### ASSIGNMENT
Look through the lines below for the word "prod", and copy every line that has it.

Segment Start: EXTRACTED DATA

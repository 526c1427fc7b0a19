//! Integration tests for the `postdesk` binary.
//!
//! Argument parsing, help, completions and the error paths run without a
//! server; the portal test points the binary at a wiremock instance.
#![allow(clippy::unwrap_used)]

use std::path::Path;

use assert_cmd::cargo::cargo_bin_cmd;
use predicates::prelude::*;
use serde_json::json;
use wiremock::matchers::{method, path, query_param};
use wiremock::{Mock, MockServer, ResponseTemplate};

// ── Helpers ─────────────────────────────────────────────────────────

/// The binary with every `POSTDESK_*` variable cleared and all config and
/// data directories under `home`.
fn postdesk_cmd(home: &Path) -> assert_cmd::Command {
    let mut cmd = cargo_bin_cmd!("postdesk");
    cmd.env("HOME", home)
        .env("XDG_CONFIG_HOME", home.join("config"))
        .env("XDG_DATA_HOME", home.join("data"))
        .env_remove("POSTDESK_PROFILE")
        .env_remove("POSTDESK_API_BASE_URL")
        .env_remove("POSTDESK_OUTPUT")
        .env_remove("POSTDESK_INSECURE")
        .env_remove("POSTDESK_TIMEOUT")
        .env_remove("POSTDESK_PASSWORD")
        .env_remove("RUST_LOG");
    cmd
}

fn combined_output(output: &std::process::Output) -> String {
    let stdout = String::from_utf8_lossy(&output.stdout);
    let stderr = String::from_utf8_lossy(&output.stderr);
    format!("{stdout}{stderr}")
}

// ── Basic invocation ────────────────────────────────────────────────

#[test]
fn no_args_shows_help() {
    let home = tempfile::tempdir().unwrap();
    let output = postdesk_cmd(home.path()).output().unwrap();
    assert_eq!(output.status.code(), Some(2));
    assert!(combined_output(&output).contains("Usage"));
}

#[test]
fn help_lists_commands() {
    let home = tempfile::tempdir().unwrap();
    postdesk_cmd(home.path()).arg("--help").assert().success().stdout(
        predicate::str::contains("posts")
            .and(predicate::str::contains("login"))
            .and(predicate::str::contains("portal")),
    );
}

#[test]
fn version_flag() {
    let home = tempfile::tempdir().unwrap();
    postdesk_cmd(home.path())
        .arg("--version")
        .assert()
        .success()
        .stdout(predicate::str::contains("postdesk"));
}

#[test]
fn invalid_subcommand_is_usage_error() {
    let home = tempfile::tempdir().unwrap();
    let output = postdesk_cmd(home.path()).arg("frobnicate").output().unwrap();
    assert_eq!(output.status.code(), Some(2));
    assert!(combined_output(&output).contains("frobnicate"));
}

#[test]
fn update_flags_conflict() {
    let home = tempfile::tempdir().unwrap();
    postdesk_cmd(home.path())
        .args(["posts", "update", "1", "--publish", "--draft"])
        .assert()
        .code(2);
}

// ── Shell completions ───────────────────────────────────────────────

#[test]
fn completions_bash() {
    let home = tempfile::tempdir().unwrap();
    postdesk_cmd(home.path())
        .args(["completions", "bash"])
        .assert()
        .success()
        .stdout(predicate::str::contains("postdesk"));
}

#[test]
fn completions_zsh() {
    let home = tempfile::tempdir().unwrap();
    postdesk_cmd(home.path())
        .args(["completions", "zsh"])
        .assert()
        .success()
        .stdout(predicate::str::contains("#compdef postdesk"));
}

// ── Session-bound commands ──────────────────────────────────────────

#[test]
fn posts_list_requires_login() {
    let home = tempfile::tempdir().unwrap();
    postdesk_cmd(home.path())
        .args(["--api-url", "http://127.0.0.1:9", "posts", "list"])
        .assert()
        .code(3)
        .stderr(predicate::str::contains("Not logged in"));
}

#[test]
fn new_post_and_comment_commands_require_login() {
    let home = tempfile::tempdir().unwrap();
    postdesk_cmd(home.path())
        .args(["--api-url", "http://127.0.0.1:9", "comments", "get", "3"])
        .assert()
        .code(3);
    postdesk_cmd(home.path())
        .args([
            "--api-url",
            "http://127.0.0.1:9",
            "posts",
            "replace",
            "3",
            "--title",
            "T",
            "--content",
            "C",
        ])
        .assert()
        .code(3);
}

#[test]
fn unknown_profile_exits_not_found() {
    let home = tempfile::tempdir().unwrap();
    postdesk_cmd(home.path())
        .args(["--profile", "prod", "whoami"])
        .assert()
        .code(4)
        .stderr(predicate::str::contains("prod"));
}

#[test]
fn logout_without_session_succeeds() {
    let home = tempfile::tempdir().unwrap();
    postdesk_cmd(home.path())
        .args(["--api-url", "http://127.0.0.1:9", "logout"])
        .assert()
        .success()
        .stderr(predicate::str::contains("Not logged in"));
}

// ── Config ──────────────────────────────────────────────────────────

#[test]
fn config_set_then_show() {
    let home = tempfile::tempdir().unwrap();
    postdesk_cmd(home.path())
        .args(["config", "set", "email", "a@b.com"])
        .assert()
        .success();
    postdesk_cmd(home.path())
        .args(["config", "show"])
        .assert()
        .success()
        .stdout(predicate::str::contains("email = \"a@b.com\""));
}

#[test]
fn config_use_unknown_profile() {
    let home = tempfile::tempdir().unwrap();
    postdesk_cmd(home.path())
        .args(["config", "use", "nope"])
        .assert()
        .code(4);
}

// ── Portal (no session) ─────────────────────────────────────────────

#[tokio::test(flavor = "multi_thread")]
async fn portal_list_renders_public_posts() {
    let server = MockServer::start().await;
    Mock::given(method("GET"))
        .and(path("/api/v0/portal/posts/"))
        .and(query_param("page", "1"))
        .respond_with(ResponseTemplate::new(200).set_body_json(json!({
            "count": 1,
            "next": null,
            "previous": null,
            "results": [{
                "id": 7,
                "title": "Hello portal",
                "author": { "id": 1, "username": "alice" },
                "comment_count": 2,
                "created_at": "2024-03-01T10:00:00Z"
            }]
        })))
        .expect(1)
        .mount(&server)
        .await;

    let home = tempfile::tempdir().unwrap();
    let mut cmd = postdesk_cmd(home.path());
    cmd.args(["--api-url", &server.uri(), "-o", "plain", "portal", "list"]);

    let output = tokio::task::spawn_blocking(move || cmd.output().unwrap())
        .await
        .unwrap();
    assert!(output.status.success(), "{}", combined_output(&output));
    assert_eq!(String::from_utf8_lossy(&output.stdout).trim(), "7");
}

#[tokio::test(flavor = "multi_thread")]
async fn defaults_section_picks_output_format() {
    let server = MockServer::start().await;
    Mock::given(method("GET"))
        .and(path("/api/v0/portal/posts/"))
        .respond_with(ResponseTemplate::new(200).set_body_json(json!({
            "count": 1,
            "next": null,
            "previous": null,
            "results": [{
                "id": 42,
                "title": "From defaults",
                "author": { "id": 1, "username": "alice" },
                "comment_count": 0,
                "created_at": "2024-03-01T10:00:00Z"
            }]
        })))
        .mount(&server)
        .await;

    let home = tempfile::tempdir().unwrap();
    let config_dir = home.path().join("config").join("postdesk");
    std::fs::create_dir_all(&config_dir).unwrap();
    std::fs::write(
        config_dir.join("config.toml"),
        "[defaults]\noutput = \"plain\"\ncolor = \"never\"\n",
    )
    .unwrap();

    let mut cmd = postdesk_cmd(home.path());
    cmd.args(["--api-url", &server.uri(), "portal", "list"]);

    let output = tokio::task::spawn_blocking(move || cmd.output().unwrap())
        .await
        .unwrap();
    assert!(output.status.success(), "{}", combined_output(&output));
    assert_eq!(String::from_utf8_lossy(&output.stdout).trim(), "42");
}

Segment End: EXTRACTED DATA

### WRITTEN RESPONSE
        .args(["--profile", "prod", "whoami"])
        .stderr(predicate::str::contains("prod"));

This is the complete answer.